= Required work =
Of the entries below, restate word for word only the section that runs from the line with "fn find_cycle(table: &HashMap<String, Arc<Query>>, start: &str)" to the line with "let mut path", counting both ends.

= Data extracts =
== Segment start ==
//! Mapping loader, load-time validation and the reloadable query table.

mod xml;

pub use xml::parse_mapping;

use parking_lot::RwLock;
use std::collections::{HashMap, HashSet, VecDeque};
use std::path::{Path, PathBuf};
use std::sync::atomic::{AtomicU64, Ordering};
use std::sync::Arc;
use tracing::{debug, error, info};

use crate::error::{QueryError, Result};
use crate::model::Query;
use crate::script::TEMPLATE_DIALECT;

/// Pluggable source of query definitions appended after file parsing
#[cfg_attr(test, mockall::automock)]
pub trait QueryProvider: Send + Sync {
    fn provide(&self) -> Result<Vec<Query>>;
}

/// Provider over a fixed set of queries
pub struct StaticQueries(pub Vec<Query>);

impl QueryProvider for StaticQueries {
    fn provide(&self) -> Result<Vec<Query>> {
        Ok(self.0.clone())
    }
}

/// Collects mapping sources and builds a validated query table
#[derive(Clone)]
pub struct QueryMappingLoader {
    paths: Vec<PathBuf>,
    sources: Vec<(String, String)>,
    providers: Vec<Arc<dyn QueryProvider>>,
    default_dialect: String,
}

impl QueryMappingLoader {
    pub fn new() -> Self {
        Self {
            paths: Vec::new(),
            sources: Vec::new(),
            providers: Vec::new(),
            default_dialect: TEMPLATE_DIALECT.to_string(),
        }
    }

    /// Add a mapping file, or a directory scanned recursively for `*.xml`
    pub fn with_path(mut self, path: impl Into<PathBuf>) -> Self {
        self.paths.push(path.into());
        self
    }

    /// Add an in-memory mapping document
    pub fn with_source(mut self, origin: impl Into<String>, content: impl Into<String>) -> Self {
        self.sources.push((origin.into(), content.into()));
        self
    }

    pub fn with_provider(mut self, provider: Arc<dyn QueryProvider>) -> Self {
        self.providers.push(provider);
        self
    }

    /// Dialect assumed for scripts that do not declare one
    pub fn with_default_dialect(mut self, dialect: impl Into<String>) -> Self {
        self.default_dialect = dialect.into();
        self
    }

    fn mapping_files(&self) -> Result<Vec<PathBuf>> {
        let mut files = Vec::new();
        for path in &self.paths {
            collect_mapping_files(path, &mut files)?;
        }
        Ok(files)
    }

    /// Parse every source and validate the merged table
    pub fn load(&self) -> Result<HashMap<String, Arc<Query>>> {
        let mut queries = Vec::new();

        for file in self.mapping_files()? {
            let origin = file.display().to_string();
            let content = std::fs::read_to_string(&file)
                .map_err(|e| QueryError::Io(format!("Failed to read {}: {}", origin, e)))?;
            let mapping = parse_mapping(&origin, &content, &self.default_dialect)?;
            debug!("Parsed {} queries from {}", mapping.queries.len(), origin);
            queries.extend(mapping.into_queries());
        }

        for (origin, content) in &self.sources {
            let mapping = parse_mapping(origin, content, &self.default_dialect)?;
            queries.extend(mapping.into_queries());
        }

        for provider in &self.providers {
            queries.extend(provider.provide()?);
        }

        build_table(queries)
    }
}

impl Default for QueryMappingLoader {
    fn default() -> Self {
        Self::new()
    }
}

fn collect_mapping_files(path: &Path, files: &mut Vec<PathBuf>) -> Result<()> {
    if path.is_file() {
        files.push(path.to_path_buf());
        return Ok(());
    }
    if !path.is_dir() {
        return Err(QueryError::Io(format!(
            "Mapping path does not exist: {}",
            path.display()
        )));
    }

    let mut entries = std::fs::read_dir(path)
        .map_err(|e| QueryError::Io(format!("Failed to read {}: {}", path.display(), e)))?
        .filter_map(|entry| entry.ok().map(|e| e.path()))
        .collect::<Vec<_>>();
    entries.sort();

    for entry in entries {
        if entry.is_dir() {
            collect_mapping_files(&entry, files)?;
        } else if entry.extension().is_some_and(|ext| ext == "xml") {
            files.push(entry);
        }
    }
    Ok(())
}

/// Merge queries into one table, rejecting duplicates, dangling fetch
/// references and fetch cycles
pub fn build_table(queries: Vec<Query>) -> Result<HashMap<String, Arc<Query>>> {
    let mut table = HashMap::with_capacity(queries.len());
    for query in queries {
        let name = query.versioned_name();
        if table.contains_key(&name) {
            return Err(QueryError::DuplicateQuery(name));
        }
        table.insert(name, Arc::new(query));
    }

    let mut names: Vec<&String> = table.keys().collect();
    names.sort();

    for name in &names {
        for fetch in &table[*name].fetch_queries {
            let reference = fetch.reference_versioned_name();
            if !table.contains_key(&reference) {
                return Err(QueryError::MissingFetchReference {
                    query: (*name).clone(),
                    reference,
                });
            }
        }
    }

    for name in &names {
        if let Some(path) = find_cycle(&table, name) {
            return Err(QueryError::CircularFetch { path });
        }
    }

    Ok(table)
}

/// Breadth-first walk of the fetch references reachable from `start`,
/// returning the path back to `start` if it reappears
fn find_cycle(table: &HashMap<String, Arc<Query>>, start: &str) -> Option<Vec<String>> {
    let mut parents: HashMap<String, String> = HashMap::new();
    let mut visited: HashSet<String> = HashSet::from([start.to_string()]);
    let mut queue: VecDeque<String> = VecDeque::from([start.to_string()]);

    while let Some(current) = queue.pop_front() {
        let Some(query) = table.get(&current) else {
            continue;
        };
        for fetch in &query.fetch_queries {
            let reference = fetch.reference_versioned_name();
            if reference == start {
                let mut path = vec![current.clone()];
                let mut cursor = current.as_str();
                while cursor != start {
                    cursor = parents[cursor].as_str();
                    path.push(cursor.to_string());
                }
                path.reverse();
                path.push(start.to_string());
                return Some(path);
            }
            if visited.insert(reference.clone()) {
                parents.insert(reference.clone(), current.clone());
                queue.push_back(reference);
            }
        }
    }
    None
}

/// One published version of the query table
#[derive(Debug, Default)]
pub struct MappingSnapshot {
    pub generation: u64,
    pub queries: HashMap<String, Arc<Query>>,
}

impl MappingSnapshot {
    pub fn get(&self, name: &str) -> Option<Arc<Query>> {
        self.queries.get(name).cloned()
    }

    pub fn names(&self) -> Vec<String> {
        let mut names: Vec<String> = self.queries.keys().cloned().collect();
        names.sort();
        names
    }

    pub fn len(&self) -> usize {
        self.queries.len()
    }

    pub fn is_empty(&self) -> bool {
        self.queries.is_empty()
    }
}

/// Owner of the global name to query table.
///
/// Reload builds a complete new table before publishing it; a failed
/// reload leaves the current table in place.
pub struct QueryMappingService {
    loader: QueryMappingLoader,
    current: RwLock<Arc<MappingSnapshot>>,
    generation: AtomicU64,
}

impl QueryMappingService {
    pub fn new(loader: QueryMappingLoader) -> Result<Self> {
        let queries = loader.load()?;
        info!("Loaded {} named queries", queries.len());
        Ok(Self {
            loader,
            current: RwLock::new(Arc::new(MappingSnapshot {
                generation: 0,
                queries,
            })),
            generation: AtomicU64::new(0),
        })
    }

    /// Service over a fixed set of queries
    pub fn from_queries(queries: Vec<Query>) -> Result<Self> {
        Self::new(QueryMappingLoader::new().with_provider(Arc::new(StaticQueries(queries))))
    }

    pub fn snapshot(&self) -> Arc<MappingSnapshot> {
        self.current.read().clone()
    }

    pub fn generation(&self) -> u64 {
        self.generation.load(Ordering::SeqCst)
    }

    pub fn get_query(&self, name: &str) -> Result<Arc<Query>> {
        self.snapshot()
            .get(name)
            .ok_or_else(|| QueryError::QueryNotFound(name.to_string()))
    }

    /// Reload every source and publish the new table
    pub fn reload(&self) -> Result<usize> {
        let queries = match self.loader.load() {
            Ok(queries) => queries,
            Err(e) => {
                error!("Mapping reload failed, keeping current table: {}", e);
                return Err(e);
            }
        };

        let count = queries.len();
        let mut current = self.current.write();
        let generation = self.generation.fetch_add(1, Ordering::SeqCst) + 1;
        *current = Arc::new(MappingSnapshot {
            generation,
            queries,
        });
        info!("Reloaded {} named queries (generation {})", count, generation);
        Ok(count)
    }
}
== Segment end ==
= Result of the exercise =
fn find_cycle(table: &HashMap<String, Arc<Query>>, start: &str) -> Option<Vec<String>> {
    let mut parents: HashMap<String, String> = HashMap::new();
    let mut visited: HashSet<String> = HashSet::from([start.to_string()]);
    let mut queue: VecDeque<String> = VecDeque::from([start.to_string()]);

    while let Some(current) = queue.pop_front() {
        let Some(query) = table.get(&current) else {
            continue;
        };
        for fetch in &query.fetch_queries {
            let reference = fetch.reference_versioned_name();
            if reference == start {
                let mut path = vec![current.clone()];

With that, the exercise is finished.